**EXERCISE DIRECTIONS**
Stop after the line that contains "use scaffold_core::models::CreateTask;"; until then, restate each line of the entries word for word from the very first.

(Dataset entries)
● ● ●

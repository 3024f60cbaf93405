use std::error::Error;
use std::process::ExitCode;
use std::sync::Arc;
use std::time::Duration;

use serde::Serialize;
use serde_json::json;

use scaffold_core::config;
use scaffold_core::container::Services;
use scaffold_core::logging;
use scaffold_core::models::CreateTask;
use scaffold_core::orchestration::{SampleExecutor, TaskExecutor};
use scaffold_core::session::RequestFacts;

type CliResult = Result<(), Box<dyn Error>>;

const USAGE: &str = "\
usage: scaffold <command> [options]

commands:
  demo     [--session KEY] [--steps N] [--delay-ms MS]   run a sample task and print it
  stats    [--session KEY]                               print session, task and sweeper stats
  resolve  [--header V] [--query V] [--cookie V] [--ip ADDR] [--user ID]
                                                         show which session a request maps to
  help                                                   print this message

configuration: SCAFFOLD_CONFIG names an optional TOML file; environment
variables such as MAX_SESSIONS or BE_LOG_LEVEL override it.";

enum Command {
    Demo {
        session: Option<String>,
        steps: u32,
        delay: Duration,
    },
    Stats {
        session: Option<String>,
    },
    Resolve(Vec<(String, String)>),
    Help,
}

#[tokio::main]
async fn main() -> ExitCode {
    let args: Vec<String> = std::env::args().skip(1).collect();
    let command = match parse_command(&args) {
        Ok(command) => command,
        Err(message) => {
            eprintln!("error: {message}\n\n{USAGE}");
            return ExitCode::from(2);
        }
    };
    if matches!(command, Command::Help) {
        println!("{USAGE}");
        return ExitCode::SUCCESS;
    }

    let config = match config::load_from_env() {
        Ok(config) => config,
        Err(error) => {
            eprintln!("error: {error}");
            return ExitCode::from(2);
        }
    };
    logging::init(&config.logging);

    let services = match Services::from_config(&config) {
        Ok(services) => services,
        Err(error) => {
            eprintln!("error: {error}");
            return ExitCode::FAILURE;
        }
    };

    let outcome = match command {
        Command::Demo {
            session,
            steps,
            delay,
        } => run_demo(&services, &session_or_default(&services, session), steps, delay).await,
        Command::Stats { session } => {
            run_stats(&services, &session_or_default(&services, session)).await
        }
        Command::Resolve(options) => run_resolve(&services, &options),
        Command::Help => Ok(()),
    };
    services.shutdown();

    match outcome {
        Ok(()) => ExitCode::SUCCESS,
        Err(error) => {
            tracing::error!(message = %error, "command failed");
            eprintln!("error: {error}");
            ExitCode::FAILURE
        }
    }
}

async fn run_demo(services: &Services, session: &str, steps: u32, delay: Duration) -> CliResult {
    services.start_background();
    let database = services.factory.open_database(session).await?;
    let task = services.registry.create_task(
        database.store.as_ref(),
        &database.key,
        CreateTask {
            description: Some(format!("{steps} evenly spaced steps")),
            ..CreateTask::named("Sample Task")
        },
    )?;

    let executor: Arc<dyn TaskExecutor> = Arc::new(SampleExecutor::new(steps, delay));
    services
        .coordinator
        .spawn_task(database.key.clone(), task.id.clone(), executor)
        .await?;

    let finished = services
        .registry
        .get_task(database.store.as_ref(), &database.key, &task.id)?;
    let stats = services
        .registry
        .task_stats(database.store.as_ref(), &database.key)?;
    if database.store.path().is_some() {
        database.store.save_db().await?;
    }

    print_json(&json!({ "task": finished, "stats": stats }))
}

async fn run_stats(services: &Services, session: &str) -> CliResult {
    let database = services.factory.open_database(session).await?;
    let tasks = services
        .registry
        .task_stats(database.store.as_ref(), &database.key)?;

    print_json(&json!({
        "session": database.key,
        "sessions": services.factory.stats()?,
        "tasks": tasks,
        "cleanup": services.sweeper.status(),
    }))
}

fn run_resolve(services: &Services, options: &[(String, String)]) -> CliResult {
    let names = services.resolver.config();
    let mut facts = RequestFacts::new();
    for (flag, value) in options {
        facts = match flag.as_str() {
            "--header" => facts.header(&names.header_name, value.clone()),
            "--query" => facts.query(names.query_param.clone(), value.clone()),
            "--cookie" => facts.cookie(names.cookie_name.clone(), value.clone()),
            "--ip" => facts.remote_addr(value.clone()),
            "--user" => facts.user(value.clone()),
            _ => facts,
        };
    }

    let resolved = services.resolver.resolve(&facts);
    print_json(&json!({
        "rawKey": resolved.raw_key,
        "source": resolved.source,
        "clientIp": facts.client_ip(),
        "ipMappings": services.resolver.ip_mappings(),
    }))
}

fn session_or_default(services: &Services, session: Option<String>) -> String {
    session.unwrap_or_else(|| services.resolver.config().default_session.clone())
}

fn print_json<T: Serialize>(value: &T) -> CliResult {
    println!("{}", serde_json::to_string_pretty(value)?);
    Ok(())
}

fn parse_command(args: &[String]) -> Result<Command, String> {
    let Some((name, rest)) = args.split_first() else {
        return Ok(Command::Help);
    };
    let options = parse_options(rest)?;

    match name.as_str() {
        "demo" => {
            let mut session = None;
            let mut steps = 5;
            let mut delay = Duration::from_millis(500);
            for (flag, value) in options {
                match flag.as_str() {
                    "--session" => session = Some(value),
                    "--steps" => steps = parse_number(&flag, &value)?,
                    "--delay-ms" => delay = Duration::from_millis(parse_number(&flag, &value)?),
                    _ => return Err(format!("unknown option '{flag}' for demo")),
                }
            }
            Ok(Command::Demo {
                session,
                steps,
                delay,
            })
        }
        "stats" => {
            let mut session = None;
            for (flag, value) in options {
                match flag.as_str() {
                    "--session" => session = Some(value),
                    _ => return Err(format!("unknown option '{flag}' for stats")),
                }
            }
            Ok(Command::Stats { session })
        }
        "resolve" => {
            if let Some((flag, _)) = options.iter().find(|(flag, _)| {
                !matches!(
                    flag.as_str(),
                    "--header" | "--query" | "--cookie" | "--ip" | "--user"
                )
            }) {
                return Err(format!("unknown option '{flag}' for resolve"));
            }
            Ok(Command::Resolve(options))
        }
        "help" | "--help" | "-h" => Ok(Command::Help),
        other => Err(format!("unknown command '{other}'")),
    }
}

fn parse_options(args: &[String]) -> Result<Vec<(String, String)>, String> {
    let mut options = Vec::new();
    let mut iter = args.iter();
    while let Some(flag) = iter.next() {
        if !flag.starts_with("--") {
            return Err(format!("unexpected argument '{flag}'"));
        }
        let value = iter
            .next()
            .ok_or_else(|| format!("option '{flag}' requires a value"))?;
        options.push((flag.clone(), value.clone()));
    }
    Ok(options)
}

fn parse_number<T: std::str::FromStr>(flag: &str, value: &str) -> Result<T, String> {
    value
        .parse()
        .map_err(|_| format!("option '{flag}' expects a number, got '{value}'"))
}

● ● ●

**RESPONSE TO THIS TASK**
repository 3024f60cbaf93405
use std::error::Error;
use std::process::ExitCode;
use std::sync::Arc;
use std::time::Duration;

use serde::Serialize;
use serde_json::json;

use scaffold_core::config;
use scaffold_core::container::Services;
use scaffold_core::logging;
use scaffold_core::models::CreateTask;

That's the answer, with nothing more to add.